When U.S. Marine Sam Johnson was on patrol in Iraq, he and his team came across a pressure plate IED.

It hit the front of his vehicle.

Fortunately, everyone survived the traumatic experience. Sam sustained some injuries to his knees, but after a number of surgeries, he was able to recover physically. "I feel good," he said. "Now I can walk downstairs without too much pain."


But as he transitioned out of the military, the next big hurdle was finding a new job — one that he would find as fulfilling as his last.

"I knew I wanted to have a great job," he said, so he turned to DAV (Disabled American Veterans), a nonprofit charity with the mission of providing a lifetime of support for disabled veterans who have made sacrifices for their country.
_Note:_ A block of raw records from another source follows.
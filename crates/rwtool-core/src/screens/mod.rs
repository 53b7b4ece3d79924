// ── Screen view-models ──
//
// One struct per console screen. Each owns its notifier and sync
// controllers, keeps dialog and filter state in `watch` channels, and
// exposes the operations its screen offers. Renderers (TUI, tests) only
// read state and call these operations; none of them talk to a gateway.

pub mod approvals;
pub mod catalog;
pub mod dashboard;
pub mod domains;
pub mod my_subscriptions;
pub mod report_viewer;
pub mod user_groups;

use serde::Serialize;
use strum::{Display, EnumIter};
use tokio::sync::watch;

pub use approvals::{ApprovalQueue, ApprovalRow, RejectDialog, RejectionChoice};
pub use catalog::{Catalog, CatalogCounts, CatalogEntry, RequestDialog};
pub use dashboard::{Dashboard, RECENT_LIMIT};
pub use domains::{DomainEditor, DomainManagement};
pub use my_subscriptions::MySubscriptions;
pub use report_viewer::{OpenReport, ReportViewer};
pub use user_groups::{GroupEditor, UserGroupAccess};

use crate::projection::{StatusFilter, ViewFilter};

/// The seven console screens.
#[derive(Debug, Clone, Copy, PartialEq, Eq, Hash, Display, EnumIter, Serialize)]
pub enum ScreenKind {
    #[strum(to_string = "Dashboard")]
    Dashboard,
    #[strum(to_string = "Domains")]
    Domains,
    #[strum(to_string = "Approvals")]
    Approvals,
    #[strum(to_string = "Groups")]
    UserGroups,
    #[strum(to_string = "Catalog")]
    Catalog,
    #[strum(to_string = "My Subscriptions")]
    MySubscriptions,
    #[strum(to_string = "Reports")]
    Reports,
}

impl ScreenKind {
    /// Screens meant for administrators and operators.
    pub fn is_administrative(self) -> bool {
        matches!(
            self,
            Self::Dashboard | Self::Domains | Self::Approvals | Self::UserGroups
        )
    }
}

// ── Shared dialog state ──────────────────────────────────────────────

/// A create/edit dialog. `editing` is `None` when creating.
#[derive(Debug, Clone, PartialEq, Eq)]
pub struct Editor<I, D> {
    pub editing: Option<I>,
    pub draft: D,
}

impl<I, D: Default> Editor<I, D> {
    pub fn create() -> Self {
        Self {
            editing: None,
            draft: D::default(),
        }
    }
}

impl<I, D> Editor<I, D> {
    pub fn edit(id: I, draft: D) -> Self {
        Self {
            editing: Some(id),
            draft,
        }
    }

    pub fn is_edit(&self) -> bool {
        self.editing.is_some()
    }
}

/// Search and status filter state shared by every list screen.
#[derive(Debug)]
pub struct FilterState {
    tx: watch::Sender<ViewFilter>,
}

impl Default for FilterState {
    fn default() -> Self {
        Self {
            tx: watch::channel(ViewFilter::default()).0,
        }
    }
}

impl FilterState {
    pub fn get(&self) -> ViewFilter {
        self.tx.borrow().clone()
    }

    pub fn set_search(&self, search: impl Into<String>) {
        let search = search.into();
        self.tx.send_modify(|f| f.search = search);
    }

    pub fn set_status(&self, status: StatusFilter) {
        self.tx.send_modify(|f| f.status = status);
    }

    /// Advance the status filter through `choices`.
    pub fn cycle_status(&self, choices: &[&str]) {
        self.tx.send_modify(|f| f.status = f.status.cycle(choices));
    }

    pub fn subscribe(&self) -> watch::Receiver<ViewFilter> {
        self.tx.subscribe()
    }
}

/// Optional dialog slot observed through a `watch` channel.
#[derive(Debug)]
pub struct Slot<T> {
    tx: watch::Sender<Option<T>>,
}

impl<T> Default for Slot<T> {
    fn default() -> Self {
        Self {
            tx: watch::channel(None).0,
        }
    }
}

impl<T: Clone> Slot<T> {
    pub fn get(&self) -> Option<T> {
        self.tx.borrow().clone()
    }

    pub fn is_open(&self) -> bool {
        self.tx.borrow().is_some()
    }

    pub fn open(&self, value: T) {
        self.tx.send_replace(Some(value));
    }

    pub fn close(&self) {
        self.tx.send_replace(None);
    }

    /// Edit the open value in place. No-op when closed.
    pub fn update(&self, f: impl FnOnce(&mut T)) {
        self.tx.send_if_modified(|slot| match slot {
            Some(value) => {
                f(value);
                true
            }
            None => false,
        });
    }

    pub fn subscribe(&self) -> watch::Receiver<Option<T>> {
        self.tx.subscribe()
    }
}

#[cfg(test)]
pub(crate) mod fixtures {
    use crate::model::{Domain, SubscriptionRequest, SubscriptionStatus, UserGroup};
    use crate::session::{Role, Session};

    pub fn admin() -> Session {
        Session::new("admin@corp.com", "Admin", Role::Admin)
    }

    pub fn subscriber() -> Session {
        Session::new("ann@corp.com", "Ann", Role::User).with_department("Finance")
    }

    pub fn domain(id: &str, name: &str) -> Domain {
        Domain {
            id: id.into(),
            name: name.into(),
            description: format!("{name} reports"),
            created: None,
        }
    }

    pub fn request(id: &str, domain: &str, status: SubscriptionStatus) -> SubscriptionRequest {
        SubscriptionRequest {
            id: id.into(),
            user_name: "Ann".into(),
            user_email: "ann@corp.com".into(),
            domain_id: Some(format!("d-{}", domain.to_lowercase()).into()),
            domain_name: domain.into(),
            request_reason: "quarterly close".into(),
            status,
            requested: None,
            reviewed: None,
            rejection_reason: None,
            user_department: Some("Finance".into()),
            user_role: Some("USER".into()),
        }
    }

    pub fn group(id: i64, name: &str, folders: &[&str]) -> UserGroup {
        UserGroup {
            id: id.into(),
            ad_group_name: name.into(),
            associated_domain: Some("Finance".into()),
            folder_access: folders.iter().map(|f| (*f).to_owned()).collect(),
            members: vec![],
            created: None,
            updated: None,
        }
    }
}
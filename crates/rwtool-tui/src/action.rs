//! Actions flowing through the app loop.
//!
//! Key handlers and the data bridge produce actions; `App::process_action`
//! consumes them, handling global ones itself and routing the rest to
//! the active screen.

use std::fmt;

use rwtool_core::{DomainId, Notice};

use crate::screen::ScreenId;

#[derive(Debug, Clone, PartialEq)]
pub enum Action {
    // ── Lifecycle ──
    Quit,
    Tick,
    Render,
    Resize(u16, u16),

    // ── Navigation ──
    SwitchScreen(ScreenId),
    GoBack,

    // ── Data ──
    /// Reload the active screen's collections.
    Refresh,
    /// A collection, filter or dialog behind this screen changed.
    DataChanged(ScreenId),
    /// The screen's notification slot changed.
    NoticeChanged(ScreenId, Option<Notice>),
    DismissNotice,

    // ── Filtering ──
    OpenSearch,
    CloseSearch,
    SearchInput(String),
    SearchSubmit,
    /// Step the status filter to its next value.
    CycleFilter,

    // ── Confirmation ──
    ShowConfirm(ConfirmAction),
    ConfirmYes,
    ConfirmNo,
    /// Sent to the active screen once the user answered yes.
    Confirmed(ConfirmAction),
    /// Sent to the active screen when the user backed out.
    Declined(ConfirmAction),

    ToggleHelp,
}

/// Operations that need a y/n answer first.
#[derive(Debug, Clone, PartialEq, Eq)]
pub enum ConfirmAction {
    DeleteDomain { name: String },
    DeleteGroup { name: String },
    CancelRequest { domain_id: DomainId, domain: String },
}

impl ConfirmAction {
    /// Screen that asked for the confirmation.
    pub fn screen(&self) -> ScreenId {
        match self {
            Self::DeleteDomain { .. } => ScreenId::Domains,
            Self::DeleteGroup { .. } => ScreenId::Groups,
            Self::CancelRequest { .. } => ScreenId::Catalog,
        }
    }
}

impl fmt::Display for ConfirmAction {
    fn fmt(&self, f: &mut fmt::Formatter<'_>) -> fmt::Result {
        match self {
            Self::DeleteDomain { name } => write!(f, "Delete domain {name}?"),
            Self::DeleteGroup { name } => write!(f, "Delete user group {name}?"),
            Self::CancelRequest { domain, .. } => write!(f, "Cancel your request for {domain}?"),
        }
    }
}
// ── Session identity ──
//
// Who the console is acting as. The identity is passed explicitly into
// every screen; nothing reads it from ambient storage. The role carried
// in a login token is a navigation hint only: the server enforces
// permissions on every call.

use base64::Engine;
use base64::engine::general_purpose::URL_SAFE_NO_PAD;
use serde::{Deserialize, Serialize};
use strum::{Display, EnumIter, EnumString};

use crate::screens::ScreenKind;

/// Account role as the platform spells it.
#[derive(
    Debug, Clone, Copy, Default, PartialEq, Eq, Hash, Display, EnumString, EnumIter, Serialize,
    Deserialize,
)]
#[strum(serialize_all = "UPPERCASE", ascii_case_insensitive)]
#[serde(rename_all = "UPPERCASE")]
pub enum Role {
    Admin,
    Ops,
    #[default]
    User,
}

impl Role {
    /// Screen to open after login.
    pub fn landing_screen(self) -> ScreenKind {
        match self {
            Self::Admin | Self::Ops => ScreenKind::Dashboard,
            Self::User => ScreenKind::Catalog,
        }
    }

    pub fn is_administrative(self) -> bool {
        matches!(self, Self::Admin | Self::Ops)
    }
}

/// The identity used for subscriber-side calls and request bodies.
#[derive(Debug, Clone, PartialEq, Eq, Serialize, Deserialize)]
pub struct Session {
    pub email: String,
    pub name: String,
    pub department: Option<String>,
    pub role: Role,
}

impl Session {
    pub fn new(email: impl Into<String>, name: impl Into<String>, role: Role) -> Self {
        Self {
            email: email.into(),
            name: name.into(),
            department: None,
            role,
        }
    }

    pub fn with_department(mut self, department: impl Into<String>) -> Self {
        let department = department.into();
        self.department = (!department.trim().is_empty()).then_some(department);
        self
    }

    /// Display name, falling back to the email when no name is known.
    pub fn display_name(&self) -> &str {
        if self.name.trim().is_empty() {
            &self.email
        } else {
            &self.name
        }
    }
}

// ── Token claims ─────────────────────────────────────────────────────

/// The subset of login-token claims the console cares about.
#[derive(Debug, Clone, Default, PartialEq, Eq, Deserialize)]
pub struct TokenClaims {
    #[serde(default)]
    pub sub: Option<String>,
    #[serde(default)]
    pub email: Option<String>,
    #[serde(default)]
    pub name: Option<String>,
    #[serde(default)]
    pub role: Option<String>,
    #[serde(default, alias = "department")]
    pub domain: Option<String>,
}

impl TokenClaims {
    /// Decode the payload segment of a JWT without verifying it.
    ///
    /// Returns `None` for anything that is not a three-part token with a
    /// JSON payload.
    pub fn decode(token: &str) -> Option<Self> {
        let mut parts = token.split('.');
        let (_, payload, _) = (parts.next()?, parts.next()?, parts.next()?);
        if parts.next().is_some() {
            return None;
        }
        let bytes = URL_SAFE_NO_PAD.decode(payload.trim_end_matches('=')).ok()?;
        serde_json::from_slice(&bytes).ok()
    }

    /// Role hint, if the token carried a recognizable one.
    pub fn role(&self) -> Option<Role> {
        self.role.as_deref().and_then(|r| r.parse().ok())
    }

    /// Build a session, preferring token claims over the login form's email.
    pub fn into_session(self, login_email: &str) -> Session {
        let role = self.role().unwrap_or_default();
        let email = self
            .email
            .or(self.sub)
            .filter(|e| !e.trim().is_empty())
            .unwrap_or_else(|| login_email.to_owned());
        let name = self.name.unwrap_or_default();
        let session = Session::new(email, name, role);
        match self.domain {
            Some(domain) => session.with_department(domain),
            None => session,
        }
    }
}

#[cfg(test)]
mod tests {
    use super::*;

    fn token(payload: &str) -> String {
        format!("e30.{}.sig", URL_SAFE_NO_PAD.encode(payload))
    }

    #[test]
    fn decodes_role_and_subject() {
        let claims = TokenClaims::decode(&token(r#"{"sub":"ops@corp.com","role":"OPS"}"#))
            .expect("claims");
        assert_eq!(claims.role(), Some(Role::Ops));
        let session = claims.into_session("typed@corp.com");
        assert_eq!(session.email, "ops@corp.com");
        assert_eq!(session.role.landing_screen(), ScreenKind::Dashboard);
    }

    #[test]
    fn user_lands_on_catalog() {
        let claims = TokenClaims::decode(&token(r#"{"role":"user","domain":"Finance"}"#))
            .expect("claims");
        let session = claims.into_session("ann@corp.com");
        assert_eq!(session.email, "ann@corp.com");
        assert_eq!(session.department.as_deref(), Some("Finance"));
        assert_eq!(session.role.landing_screen(), ScreenKind::Catalog);
    }

    #[test]
    fn garbage_tokens_decode_to_none() {
        assert_eq!(TokenClaims::decode("not-a-token"), None);
        assert_eq!(TokenClaims::decode("a.!!!.c"), None);
        assert_eq!(TokenClaims::decode(&token("not json")), None);
        assert_eq!(TokenClaims::decode("a.b.c.d"), None);
    }

    #[test]
    fn blank_department_is_dropped() {
        let s = Session::new("a@b.co", "", Role::User).with_department("  ");
        assert_eq!(s.department, None);
        assert_eq!(s.display_name(), "a@b.co");
    }
}
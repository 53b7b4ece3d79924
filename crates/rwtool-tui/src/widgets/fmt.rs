//! Cell formatting.

use bytesize::ByteSize;
use chrono::NaiveDateTime;

pub const DASH: &str = "─";

pub fn date(value: Option<NaiveDateTime>) -> String {
    value.map_or_else(|| DASH.into(), |t| t.format("%Y-%m-%d %H:%M").to_string())
}

pub fn size(bytes: Option<u64>) -> String {
    bytes.map_or_else(|| DASH.into(), |b| ByteSize::b(b).to_string())
}

pub fn or_dash(value: &str) -> &str {
    if value.trim().is_empty() { DASH } else { value }
}

/// Truncate to `max` characters, marking the cut with an ellipsis.
pub fn clip(value: &str, max: usize) -> String {
    if value.chars().count() <= max {
        return value.to_owned();
    }
    let mut out: String = value.chars().take(max.saturating_sub(1)).collect();
    out.push('…');
    out
}
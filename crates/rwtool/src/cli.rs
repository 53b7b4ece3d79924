//! Clap derive structures for the `rwtool` CLI.
//!
//! Defines the complete command tree, global flags, and shared types.

use std::path::PathBuf;

use clap::{Args, Parser, Subcommand, ValueEnum};

// ── Top-Level CLI ────────────────────────────────────────────────────

/// rwtool -- admin console for the report-distribution platform
#[derive(Debug, Parser)]
#[command(
    name = "rwtool",
    version,
    about = "Administer report domains, subscriptions and access groups",
    long_about = "Command-line console for the report-distribution platform.\n\n\
        Manage report domains, review subscription requests, map AD groups\n\
        to report folders, and browse or download the reports you can see.",
    propagate_version = true,
    subcommand_required = true,
    arg_required_else_help = true
)]
pub struct Cli {
    #[command(flatten)]
    pub global: GlobalOpts,

    #[command(subcommand)]
    pub command: Command,
}

// ── Global Options ───────────────────────────────────────────────────

#[derive(Debug, Args)]
pub struct GlobalOpts {
    /// Server profile to use
    #[arg(long, short = 'p', env = "RWTOOL_PROFILE", global = true)]
    pub profile: Option<String>,

    /// Server base URL (overrides profile)
    #[arg(long, short = 'u', env = "RWTOOL_API_URL", global = true)]
    pub api_url: Option<String>,

    /// Output format
    #[arg(
        long,
        short = 'o',
        env = "RWTOOL_OUTPUT",
        default_value = "table",
        global = true
    )]
    pub output: OutputFormat,

    /// When to use color output
    #[arg(long, default_value = "auto", global = true)]
    pub color: ColorMode,

    /// Increase verbosity (-v, -vv, -vvv)
    #[arg(long, short = 'v', action = clap::ArgAction::Count, global = true)]
    pub verbose: u8,

    /// Suppress non-error output
    #[arg(long, short = 'q', global = true)]
    pub quiet: bool,

    /// Skip confirmation prompts
    #[arg(long, short = 'y', global = true)]
    pub yes: bool,

    /// Request timeout in seconds
    #[arg(long, env = "RWTOOL_TIMEOUT", global = true)]
    pub timeout: Option<u64>,

    /// Act as this email (overrides profile)
    #[arg(long, env = "RWTOOL_EMAIL", global = true)]
    pub as_email: Option<String>,

    /// Display name sent with new requests
    #[arg(long, global = true)]
    pub as_name: Option<String>,

    /// Department sent with new requests
    #[arg(long, global = true)]
    pub as_department: Option<String>,

    /// Role hint: ADMIN, OPS or USER
    #[arg(long, global = true)]
    pub as_role: Option<String>,
}

// ── Output & Color Enums ─────────────────────────────────────────────

#[derive(Debug, Clone, ValueEnum)]
pub enum OutputFormat {
    /// Pretty table (default, interactive)
    Table,
    /// Pretty-printed JSON
    Json,
    /// Compact single-line JSON
    JsonCompact,
    /// YAML
    Yaml,
    /// Plain text, one value per line (scripting)
    Plain,
}

#[derive(Debug, Clone, ValueEnum)]
pub enum ColorMode {
    /// Auto-detect (color if terminal is interactive)
    Auto,
    /// Always emit color codes
    Always,
    /// Never emit color codes
    Never,
}

// ── Top-Level Command Enum ───────────────────────────────────────────

#[derive(Debug, Subcommand)]
pub enum Command {
    /// Manage report domains
    #[command(alias = "dom", alias = "d")]
    Domains(DomainsArgs),

    /// Review and file subscription requests
    #[command(alias = "req", alias = "r")]
    Requests(RequestsArgs),

    /// Manage AD user groups and their folder access
    #[command(alias = "g")]
    Groups(GroupsArgs),

    /// Browse report folders
    #[command(alias = "f")]
    Folders(FoldersArgs),

    /// View and download reports
    Reports(ReportsArgs),

    /// Manage favorite reports
    #[command(alias = "fav")]
    Favorites(FavoritesArgs),

    /// Log in, sign up, and show the current identity
    Auth(AuthArgs),

    /// Manage CLI configuration and profiles
    Config(ConfigArgs),

    /// Generate shell completions
    Completions(CompletionsArgs),
}

// ── Shared List Arguments ────────────────────────────────────────────

/// Client-side search and status filter shared by list commands.
#[derive(Debug, Args)]
pub struct FilterArgs {
    /// Case-insensitive substring search
    #[arg(long, short = 's')]
    pub search: Option<String>,

    /// Status filter (e.g. pending, approved, rejected, all)
    #[arg(long)]
    pub status: Option<String>,
}

// ━━━━━━━━━━━━━━━━━━━━━━━━━━━━━━━━━━━━━━━━━━━━━━━━━━━━━━━━━━━━━━━━━━
//  DOMAINS
// ━━━━━━━━━━━━━━━━━━━━━━━━━━━━━━━━━━━━━━━━━━━━━━━━━━━━━━━━━━━━━━━━━━

#[derive(Debug, Args)]
pub struct DomainsArgs {
    #[command(subcommand)]
    pub command: DomainsCommand,
}

#[derive(Debug, Subcommand)]
pub enum DomainsCommand {
    /// List domains
    #[command(alias = "ls")]
    List(FilterArgs),

    /// Show one domain
    Get {
        /// Domain ID
        id: String,
    },

    /// Create a domain
    Create {
        /// Domain name
        #[arg(long)]
        name: String,

        /// Description
        #[arg(long, default_value = "")]
        description: String,
    },

    /// Update a domain
    Update {
        /// Domain ID
        id: String,

        /// New name
        #[arg(long)]
        name: Option<String>,

        /// New description
        #[arg(long)]
        description: Option<String>,
    },

    /// Delete a domain
    #[command(alias = "rm")]
    Delete {
        /// Domain ID
        id: String,
    },
}

// ━━━━━━━━━━━━━━━━━━━━━━━━━━━━━━━━━━━━━━━━━━━━━━━━━━━━━━━━━━━━━━━━━━
//  REQUESTS
// ━━━━━━━━━━━━━━━━━━━━━━━━━━━━━━━━━━━━━━━━━━━━━━━━━━━━━━━━━━━━━━━━━━

#[derive(Debug, Args)]
pub struct RequestsArgs {
    #[command(subcommand)]
    pub command: RequestsCommand,
}

#[derive(Debug, Subcommand)]
pub enum RequestsCommand {
    /// List subscription requests
    #[command(alias = "ls")]
    List {
        /// Only pending requests (server-side)
        #[arg(long, conflicts_with = "user")]
        pending: bool,

        /// Only requests filed by this email
        #[arg(long)]
        user: Option<String>,

        /// Only the current identity's requests
        #[arg(long, conflicts_with_all = ["pending", "user"])]
        mine: bool,

        #[command(flatten)]
        filter: FilterArgs,
    },

    /// Show one request
    Get {
        /// Request ID
        id: String,
    },

    /// Request access to a domain as the current identity
    Create {
        /// Domain ID
        #[arg(long)]
        domain: String,

        /// Why access is needed
        #[arg(long)]
        reason: String,
    },

    /// Approve a pending request
    Approve {
        /// Request ID
        id: String,
    },

    /// Reject a pending request
    Reject {
        /// Request ID
        id: String,

        /// Rejection reason
        #[arg(long)]
        reason: String,
    },

    /// Approve or reject through the combined review endpoint
    Review {
        /// Request ID
        id: String,

        /// Decision
        #[arg(long, value_enum)]
        action: ReviewAction,

        /// Required when rejecting
        #[arg(long)]
        reason: Option<String>,
    },

    /// Withdraw one of your own pending requests
    Cancel {
        /// Request ID
        id: String,
    },

    /// Request counts and approval rate
    Stats,
}

#[derive(Debug, Clone, Copy, ValueEnum)]
pub enum ReviewAction {
    Approve,
    Reject,
}

// ━━━━━━━━━━━━━━━━━━━━━━━━━━━━━━━━━━━━━━━━━━━━━━━━━━━━━━━━━━━━━━━━━━
//  GROUPS
// ━━━━━━━━━━━━━━━━━━━━━━━━━━━━━━━━━━━━━━━━━━━━━━━━━━━━━━━━━━━━━━━━━━

#[derive(Debug, Args)]
pub struct GroupsArgs {
    #[command(subcommand)]
    pub command: GroupsCommand,
}

/// Fields shared by group create and update.
#[derive(Debug, Args)]
pub struct GroupFields {
    /// AD group name
    #[arg(long)]
    pub name: Option<String>,

    /// Folder the group may read (repeatable)
    #[arg(long = "folder")]
    pub folders: Vec<String>,

    /// Associated domain name
    #[arg(long)]
    pub domain: Option<String>,

    /// Member email (repeatable)
    #[arg(long = "member")]
    pub members: Vec<String>,
}

#[derive(Debug, Subcommand)]
pub enum GroupsCommand {
    /// List user groups
    #[command(alias = "ls")]
    List(FilterArgs),

    /// Show one group
    Get {
        /// Group ID
        id: i64,
    },

    /// Create a group
    Create(GroupFields),

    /// Update a group. Given lists replace the stored ones.
    Update {
        /// Group ID
        id: i64,

        #[command(flatten)]
        fields: GroupFields,
    },

    /// Delete a group
    #[command(alias = "rm")]
    Delete {
        /// Group ID
        id: i64,
    },

    /// Add a member to a group
    AddMember {
        /// Group ID
        id: i64,

        /// Member email
        email: String,
    },

    /// Remove a member from a group
    RemoveMember {
        /// Group ID
        id: i64,

        /// Member email
        email: String,
    },

    /// Groups a user belongs to
    ForUser {
        /// User email
        email: String,
    },

    /// Folders a user can read through their groups
    FoldersForUser {
        /// User email
        email: String,
    },
}

// ━━━━━━━━━━━━━━━━━━━━━━━━━━━━━━━━━━━━━━━━━━━━━━━━━━━━━━━━━━━━━━━━━━
//  FOLDERS
// ━━━━━━━━━━━━━━━━━━━━━━━━━━━━━━━━━━━━━━━━━━━━━━━━━━━━━━━━━━━━━━━━━━

#[derive(Debug, Args)]
pub struct FoldersArgs {
    #[command(subcommand)]
    pub command: FoldersCommand,
}

#[derive(Debug, Subcommand)]
pub enum FoldersCommand {
    /// List report folders
    #[command(alias = "ls")]
    List,

    /// Files in one folder
    Files {
        /// Folder name
        folder: String,
    },

    /// Files a user can see (defaults to the current identity)
    UserFiles {
        /// User email
        email: Option<String>,

        #[command(flatten)]
        filter: FilterArgs,
    },
}

// ━━━━━━━━━━━━━━━━━━━━━━━━━━━━━━━━━━━━━━━━━━━━━━━━━━━━━━━━━━━━━━━━━━
//  REPORTS
// ━━━━━━━━━━━━━━━━━━━━━━━━━━━━━━━━━━━━━━━━━━━━━━━━━━━━━━━━━━━━━━━━━━

#[derive(Debug, Args)]
pub struct ReportsArgs {
    #[command(subcommand)]
    pub command: ReportsCommand,
}

/// Folder + file name identifying one report.
#[derive(Debug, Args)]
pub struct ReportArg {
    /// Folder containing the report
    #[arg(long)]
    pub folder: String,

    /// Report file name
    #[arg(long)]
    pub file: String,
}

#[derive(Debug, Subcommand)]
pub enum ReportsCommand {
    /// Report size, type and existence
    Metadata(ReportArg),

    /// Print the preview and download URLs
    Urls(ReportArg),

    /// Fetch the preview bytes to a file
    Preview {
        #[command(flatten)]
        report: ReportArg,

        /// Output path (default: the report's file name)
        #[arg(long, short = 'O')]
        out: Option<PathBuf>,
    },

    /// Download a report to disk
    Download {
        #[command(flatten)]
        report: ReportArg,

        /// Output path (default: the report's file name)
        #[arg(long, short = 'O')]
        out: Option<PathBuf>,
    },

    /// Download several reports as one zip archive
    Batch {
        /// FOLDER/FILE pairs (repeatable)
        #[arg(required = true, value_name = "FOLDER/FILE")]
        reports: Vec<String>,

        /// Archive name sent to the server
        #[arg(long, default_value = "reports.zip")]
        zip_name: String,

        /// Output path (default: the archive name)
        #[arg(long, short = 'O')]
        out: Option<PathBuf>,
    },

    /// Get a short-lived direct viewing link
    Presign {
        /// Report ID used in the link
        id: String,

        #[command(flatten)]
        report: ReportArg,
    },
}

// ━━━━━━━━━━━━━━━━━━━━━━━━━━━━━━━━━━━━━━━━━━━━━━━━━━━━━━━━━━━━━━━━━━
//  FAVORITES
// ━━━━━━━━━━━━━━━━━━━━━━━━━━━━━━━━━━━━━━━━━━━━━━━━━━━━━━━━━━━━━━━━━━

#[derive(Debug, Args)]
pub struct FavoritesArgs {
    #[command(subcommand)]
    pub command: FavoritesCommand,
}

#[derive(Debug, Subcommand)]
pub enum FavoritesCommand {
    /// List the current identity's favorites
    #[command(alias = "ls")]
    List,

    /// Mark a report as favorite
    Add(ReportArg),

    /// Unmark a favorite report
    #[command(alias = "rm")]
    Remove(ReportArg),
}

// ━━━━━━━━━━━━━━━━━━━━━━━━━━━━━━━━━━━━━━━━━━━━━━━━━━━━━━━━━━━━━━━━━━
//  AUTH
// ━━━━━━━━━━━━━━━━━━━━━━━━━━━━━━━━━━━━━━━━━━━━━━━━━━━━━━━━━━━━━━━━━━

#[derive(Debug, Args)]
pub struct AuthArgs {
    #[command(subcommand)]
    pub command: AuthCommand,
}

#[derive(Debug, Subcommand)]
pub enum AuthCommand {
    /// Log in and store the session token
    Login {
        /// Account email
        #[arg(long)]
        email: Option<String>,

        /// Read the password from stdin instead of prompting
        #[arg(long)]
        password_stdin: bool,
    },

    /// Create an account
    Signup {
        /// Full name
        #[arg(long)]
        name: String,

        /// Account email
        #[arg(long)]
        email: String,

        /// 10-digit phone number
        #[arg(long)]
        phone: String,

        /// Working domain (required for USER accounts)
        #[arg(long, default_value = "")]
        domain: String,

        /// ADMIN, OPS or USER
        #[arg(long, default_value = "USER")]
        role: String,

        /// Read the password from stdin instead of prompting
        #[arg(long)]
        password_stdin: bool,
    },

    /// Forget the stored session token
    Logout,

    /// Show the identity this profile acts as
    Whoami,
}

// ━━━━━━━━━━━━━━━━━━━━━━━━━━━━━━━━━━━━━━━━━━━━━━━━━━━━━━━━━━━━━━━━━━
//  CONFIG
// ━━━━━━━━━━━━━━━━━━━━━━━━━━━━━━━━━━━━━━━━━━━━━━━━━━━━━━━━━━━━━━━━━━

#[derive(Debug, Args)]
pub struct ConfigArgs {
    #[command(subcommand)]
    pub command: ConfigCommand,
}

#[derive(Debug, Subcommand)]
pub enum ConfigCommand {
    /// Create initial config file with guided setup
    Init,

    /// Display current resolved configuration
    Show,

    /// Set a value on the active profile
    Set {
        /// Profile key (api_url, timeout, email, name, department, role,
        /// notice_ms, validation_notice_ms)
        key: String,

        /// Value to set
        value: String,
    },

    /// List configured profiles
    Profiles,

    /// Set the default profile
    Use {
        /// Profile name to set as default
        name: String,
    },
}

// ━━━━━━━━━━━━━━━━━━━━━━━━━━━━━━━━━━━━━━━━━━━━━━━━━━━━━━━━━━━━━━━━━━
//  COMPLETIONS
// ━━━━━━━━━━━━━━━━━━━━━━━━━━━━━━━━━━━━━━━━━━━━━━━━━━━━━━━━━━━━━━━━━━

#[derive(Debug, Args)]
pub struct CompletionsArgs {
    /// Shell to generate completions for
    pub shell: clap_complete::Shell,
}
They were holding a job fair in Charlotte, North Carolina.

Often what can be most terrifying for vets is what comes after their service.

Posted by Upworthy on Wednesday, May 24, 2017

DAV was founded after World War I, a war in which more than 4.7 million Americans served.

At the time, the country wasn’t prepared to deal with the enormous scale of so many newly returned veterans, and it certainly wasn’t prepared to help the 204,000 vets who had been wounded or injured during this brutal conflict.

A wounded American soldier in Neuilly, France, during or shortly after World War I. Image via Library of Congress.

These men needed jobs, access to medical care, and other forms of support, and there was no single government agency like today’s Department of Veterans Affairs.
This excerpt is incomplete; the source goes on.